While not exactly a household name, cucurbits comprise the plant group with the most species used as human food. It includes cucumbers, squashes, pumpkins, gherkins, melons of all kinds and a variety of palatable gourds.
Cucurbits were used in two large introductory lecture classes for a fun, interdisciplinary hands-on learning activity. The brainstorm for this unique collaboration began when David Berle, assistant professor in the Department of Horticulture, and Myra Blackmon, public relations instructor in the Grady College of Journalism and Mass Communication, found themselves teaching classes in the same room in the Student Learning Center this semester.

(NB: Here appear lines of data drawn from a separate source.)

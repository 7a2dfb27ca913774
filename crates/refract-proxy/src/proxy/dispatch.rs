//! Response dispatching: streamed pass-through or buffered rewrite.
//!
//! Once upstream response headers arrive the trigger is evaluated exactly
//! once, against metadata only. Untriggered exchanges stream body frames to
//! the client in bounded memory. Triggered exchanges buffer the whole body,
//! run it through the inject callback and answer with the transformed bytes,
//! with `content-length` recomputed so the declared framing matches what is
//! actually sent.

use super::body::SignalBody;
use super::context::{RequestMeta, ResponseMeta};
use super::forwarding::error_response;
use crate::config::{InjectFn, LoggerFn, ProxyConfig, TriggerFn};
use chrono::{DateTime, Utc};
use http_body_util::combinators::BoxBody;
use http_body_util::{BodyExt, Full};
use hyper::body::{Bytes, Incoming};
use hyper::header::{HeaderValue, CONTENT_LENGTH, TRANSFER_ENCODING};
use hyper::Response;
use std::convert::Infallible;
use std::sync::Arc;
use tokio::sync::oneshot;
use tracing::{debug, error};

/// Per-exchange snapshot of the configured callbacks.
///
/// Taken once when the exchange begins, so config edits made while it is in
/// flight only affect later exchanges.
pub struct ExchangeHooks {
    pub trigger: Option<Arc<TriggerFn>>,
    pub inject: Option<Arc<InjectFn>>,
    pub logger: Option<Arc<LoggerFn>>,
}

impl ExchangeHooks {
    pub fn snapshot(config: &ProxyConfig) -> Self {
        Self {
            trigger: config.trigger(),
            inject: config.inject(),
            logger: config.logger(),
        }
    }
}

/// Dispatch one upstream response to the client.
pub async fn dispatch_response(
    upstream_res: Response<Incoming>,
    req_meta: &RequestMeta,
    hooks: ExchangeHooks,
    started_at: DateTime<Utc>,
) -> Response<BoxBody<Bytes, hyper::Error>> {
    let (mut parts, body) = upstream_res.into_parts();
    let res_meta = ResponseMeta::from_parts(&parts);

    // The trigger sees metadata only; no body bytes have been consumed yet.
    // Absent trigger means never triggered.
    let triggered = hooks
        .trigger
        .as_ref()
        .map(|trigger| trigger(req_meta, &res_meta))
        .unwrap_or(false);

    if !triggered {
        // Streaming path: forward frames as they arrive, bounded memory.
        return Response::from_parts(parts, BoxBody::new(body));
    }

    debug!("Trigger matched for {} {}", req_meta.method, req_meta.uri);

    let Some(inject) = hooks.inject else {
        error!("Trigger matched but no inject callback is configured");
        return error_response(500, "inject callback not configured");
    };

    // Buffering path: the whole body is materialized, owned by this
    // exchange alone and dropped with it.
    let buffered = match body.collect().await {
        Ok(collected) => collected.to_bytes(),
        Err(e) => {
            error!("Failed to collect upstream response body: {}", e);
            return error_response(502, "Failed to read upstream response");
        }
    };

    let transformed = match inject(buffered) {
        Ok(bytes) => bytes,
        Err(e) => {
            error!("Inject callback failed: {:#}", e);
            return error_response(502, "body transform failed");
        }
    };

    // The rewrite may have changed the body length; the declared framing has
    // to follow or clients truncate or hang.
    parts.headers.remove(TRANSFER_ENCODING);
    parts
        .headers
        .insert(CONTENT_LENGTH, HeaderValue::from(transformed.len() as u64));

    let full = Full::new(transformed).map_err(|never: Infallible| match never {});

    match hooks.logger {
        Some(logger) => {
            let (done_tx, done_rx) = oneshot::channel();
            let meta = req_meta.clone();
            tokio::spawn(async move {
                // Fires only once the last frame has been handed to the
                // client connection; skipped if the client went away first.
                if done_rx.await.is_ok() {
                    logger(&meta, started_at, Utc::now());
                }
            });
            Response::from_parts(parts, BoxBody::new(SignalBody::new(full, done_tx)))
        }
        None => Response::from_parts(parts, BoxBody::new(full)),
    }
}
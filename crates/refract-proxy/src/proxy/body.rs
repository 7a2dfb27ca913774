//! Completion-signaling body wrapper.
//!
//! The logger contract is "fire once, after the client response has been
//! fully sent, without delaying it". Wrapping the client-bound body lets the
//! dispatcher learn when hyper has drained the last frame: the wrapper sends
//! on a oneshot channel at end-of-stream, and a detached task waiting on the
//! receiver invokes the logger. If the client disconnects mid-write the
//! sender is dropped unsent and the logger never fires.

use hyper::body::{Body, Frame, SizeHint};
use std::pin::Pin;
use std::task::{ready, Context, Poll};
use tokio::sync::oneshot;

pub struct SignalBody<B> {
    inner: B,
    done: Option<oneshot::Sender<()>>,
}

impl<B> SignalBody<B> {
    pub fn new(inner: B, done: oneshot::Sender<()>) -> Self {
        Self {
            inner,
            done: Some(done),
        }
    }
}

impl<B> Body for SignalBody<B>
where
    B: Body + Unpin,
{
    type Data = B::Data;
    type Error = B::Error;

    fn poll_frame(
        mut self: Pin<&mut Self>,
        cx: &mut Context<'_>,
    ) -> Poll<Option<Result<Frame<Self::Data>, Self::Error>>> {
        let frame = ready!(Pin::new(&mut self.inner).poll_frame(cx));
        if frame.is_none() {
            if let Some(done) = self.done.take() {
                let _ = done.send(());
            }
        }
        Poll::Ready(frame)
    }

    fn is_end_stream(&self) -> bool {
        // Stay "not ended" until the signal is sent so the final poll that
        // observes end-of-stream (and fires it) is guaranteed to happen.
        self.done.is_none() && self.inner.is_end_stream()
    }

    fn size_hint(&self) -> SizeHint {
        self.inner.size_hint()
    }
}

After Berle's class ended and before Blackmon's began, they struck up a conversation and decided it would be great if an assignment could compel students from two very different disciplines to learn from each other and about each other. The two came up with an innovative and entertaining way to make that happen.

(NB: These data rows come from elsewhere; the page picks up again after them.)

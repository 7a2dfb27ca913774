//! Refract: a forward HTTP proxy that conditionally rewrites response bodies.
//!
//! Requests are relayed untouched to the host named by the request target.
//! On the response path a configurable trigger predicate inspects the
//! upstream status and headers; when it matches, the whole body is buffered,
//! run through the configured inject transformation and the result is sent
//! to the client. Everything else streams straight through.

pub mod config;
pub mod error;
pub mod proxy;
pub mod target;

pub use config::{InjectFn, LoggerFn, ProxyConfig, TriggerFn};
pub use error::ProxyError;
pub use proxy::{ProxyServer, RequestMeta, ResponseMeta};
pub use target::UpstreamTarget;
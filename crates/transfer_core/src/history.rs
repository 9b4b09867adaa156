//! Bounded log of completed transfers.

use std::collections::VecDeque;

use chrono::{DateTime, Utc};
use serde::{Deserialize, Serialize};

use shared::domain::{ConnectionCode, Direction};

use crate::registry::Session;

#[derive(Debug, Clone, PartialEq, Eq, Serialize, Deserialize)]
pub struct TransferRecord {
    pub direction: Direction,
    pub display_name: String,
    pub total_bytes: u64,
    #[serde(skip_serializing_if = "Option::is_none")]
    pub connection_code: Option<ConnectionCode>,
    pub completed_at: DateTime<Utc>,
}

/// Keeps the most recent `capacity` completions; older entries are evicted.
#[derive(Debug)]
pub struct TransferHistory {
    records: VecDeque<TransferRecord>,
    capacity: usize,
}

impl TransferHistory {
    pub fn new(capacity: usize) -> Self {
        Self {
            records: VecDeque::with_capacity(capacity.min(64)),
            capacity,
        }
    }

    pub fn record_completed(&mut self, session: &Session) {
        if self.capacity == 0 {
            return;
        }
        while self.records.len() >= self.capacity {
            self.records.pop_front();
        }
        self.records.push_back(TransferRecord {
            direction: session.direction,
            display_name: session.display_name.clone(),
            total_bytes: session.total_bytes,
            connection_code: session.connection_code.clone(),
            completed_at: Utc::now(),
        });
    }

    /// Newest first.
    pub fn snapshot(&self) -> Vec<TransferRecord> {
        self.records.iter().rev().cloned().collect()
    }

    pub fn len(&self) -> usize {
        self.records.len()
    }

    pub fn is_empty(&self) -> bool {
        self.records.is_empty()
    }
}

#[cfg(test)]
mod tests {
    use super::*;
    use crate::registry::{SessionPatch, SessionRegistry};
    use shared::domain::SessionId;

    fn completed_session(registry: &mut SessionRegistry, name: &str) -> Session {
        registry
            .upsert(
                &SessionId::new(name),
                SessionPatch {
                    display_name: Some(name.into()),
                    total_bytes: Some(100),
                    ..SessionPatch::default()
                },
            )
            .clone()
    }

    #[test]
    fn capacity_evicts_oldest_records() {
        let mut registry = SessionRegistry::default();
        let mut history = TransferHistory::new(2);

        for name in ["one", "two", "three"] {
            let session = completed_session(&mut registry, name);
            history.record_completed(&session);
        }

        let names: Vec<String> = history
            .snapshot()
            .into_iter()
            .map(|r| r.display_name)
            .collect();
        assert_eq!(names, vec!["three", "two"]);
    }

    #[test]
    fn zero_capacity_records_nothing() {
        let mut registry = SessionRegistry::default();
        let mut history = TransferHistory::new(0);
        let session = completed_session(&mut registry, "ignored");
        history.record_completed(&session);
        assert!(history.is_empty());
    }
}
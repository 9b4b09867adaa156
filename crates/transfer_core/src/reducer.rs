//! Pure translation of engine events into registry mutations and follow-up
//! effects. No locks, no tasks, no channels; the caller owns all of those.

use std::collections::HashMap;

use shared::{
    domain::{Direction, SessionId, TransferPhase},
    error::EngineFailure,
    protocol::{EngineEvent, FailureBody, ProgressBody},
};

use crate::{
    registry::{PendingOffer, Session, SessionPatch, SessionRegistry},
    OrchestratorEvent,
};

/// Side effects the caller must carry out after a reduction step.
#[derive(Debug)]
pub enum Effect {
    /// The session table changed; publish a fresh snapshot.
    Publish,
    /// A session reached 100 percent; remove it after the linger delay.
    ScheduleRemoval(SessionId),
    /// A session completed; append it to the transfer history.
    RecordCompletion(Session),
    /// Surface a notification that is not a snapshot.
    Notify(OrchestratorEvent),
}

/// Apply one engine event to the registry and pending-offer table.
///
/// Events about unknown ids create a record rather than getting dropped;
/// the engine is authoritative and the table catches up.
pub fn apply(
    registry: &mut SessionRegistry,
    offers: &mut HashMap<SessionId, PendingOffer>,
    event: EngineEvent,
) -> Vec<Effect> {
    match event {
        EngineEvent::ConnectionCodeAssigned { session_id, code } => {
            // Codes only decorate sends the dispatcher already created. A
            // code for a dismissed session must not resurrect it.
            if !registry.contains(&session_id) {
                return Vec::new();
            }
            registry.upsert(
                &session_id,
                SessionPatch {
                    connection_code: Some(code),
                    phase: Some(TransferPhase::Waiting),
                    ..SessionPatch::default()
                },
            );
            vec![Effect::Publish]
        }
        EngineEvent::ConnectionCodeFailed {
            session_id,
            message,
        } => vec![Effect::Notify(OrchestratorEvent::MailboxFailure {
            session_id,
            failure: EngineFailure::mailbox(message),
        })],
        EngineEvent::SendProgress(body) => progress(registry, Direction::Send, body),
        EngineEvent::ReceiveProgress(body) => progress(registry, Direction::Receive, body),
        EngineEvent::SendFailed(body) => failure(registry, Direction::Send, body),
        EngineEvent::ReceiveFailed(body) => failure(registry, Direction::Receive, body),
        EngineEvent::OfferReceived(details) => {
            let offer = PendingOffer::from(details);
            offers.insert(offer.id.clone(), offer.clone());
            vec![Effect::Notify(OrchestratorEvent::OfferReady(offer))]
        }
    }
}

fn progress(
    registry: &mut SessionRegistry,
    direction: Direction,
    body: ProgressBody,
) -> Vec<Effect> {
    let percentage = body.percentage.min(100);
    let done = percentage >= 100;
    // The engine may repeat a final progress event; completion effects fire
    // only on the transition into Completed, otherwise a duplicate would
    // land in the history twice and schedule a second removal.
    let already_completed = registry
        .get(&body.id)
        .map(|session| session.phase == TransferPhase::Completed)
        .unwrap_or(false);
    let phase = if done {
        Some(TransferPhase::Completed)
    } else {
        // Engine phase hints (waiting, packaging) win; otherwise moving
        // bytes imply the active phase for the direction. With neither,
        // keep whatever phase the session already has.
        match body.phase {
            Some(phase) => Some(phase),
            None if body.transferred > 0 => Some(TransferPhase::active(direction)),
            None => None,
        }
    };

    let session = registry.upsert(
        &body.id,
        SessionPatch {
            direction: Some(direction),
            display_name: Some(body.file_name),
            transferred_bytes: Some(body.transferred),
            total_bytes: Some(body.total),
            percentage: Some(percentage),
            phase,
            ..SessionPatch::default()
        },
    );

    let mut effects = vec![Effect::Publish];
    if done && !already_completed {
        effects.push(Effect::RecordCompletion(session.clone()));
        effects.push(Effect::ScheduleRemoval(body.id));
    }
    effects
}

fn failure(registry: &mut SessionRegistry, direction: Direction, body: FailureBody) -> Vec<Effect> {
    registry.upsert(
        &body.id,
        SessionPatch {
            direction: Some(direction),
            display_name: Some(body.file_name),
            ..SessionPatch::failed(body.error)
        },
    );
    vec![Effect::Publish]
}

The 250 students in Berle's introductory horticulture class had to complete a "Carve a Cucurbit" assignment. They turned in a variety of decorated and carved pumpkins, gourds, squashes and cucumbers. The 286 students in Blackmon's introductory public relations class viewed the entries and cast ballots for their favorites.
Student carving and decorating talents were impressive with a number of UGA-themed entries. One student carved and painted a ferocious-looking Bulldog head, while another aspiring artist took great pains to replicate a detailed UGA Arch scene on one side of a pumpkin and a full-body Bulldog on the other. A number of gourds were decorated and there was even a dead-on carving of Berle himself. "That entry is my personal favorite," joked Berle.
Blackmon's ADPR 3850 class also incorporated cucurbits into an extra credit assignment dealing with public relations in nonprofit organizations. Student teams proposed creative ways to use cucurbits to promote a nonprofit organization. "The promotion could be a fundraiser, a health promotion, volunteer recruitment, awareness, whatever," said Blackmon. "The more creative, the better."
Berle's HORT 2000 class members will get to select the top public relations proposals. At a November 21 luncheon, the winners from each class will be recognized. "The luncheon is another required project for my class," noted Berle. "Students sign up for different fruits and vegetables and prepare a dish using them. There's always lots of food."
And it's a good bet that at least some of those dishes will include cucurbits, a word that now rolls off the tongues of a new generation of university students.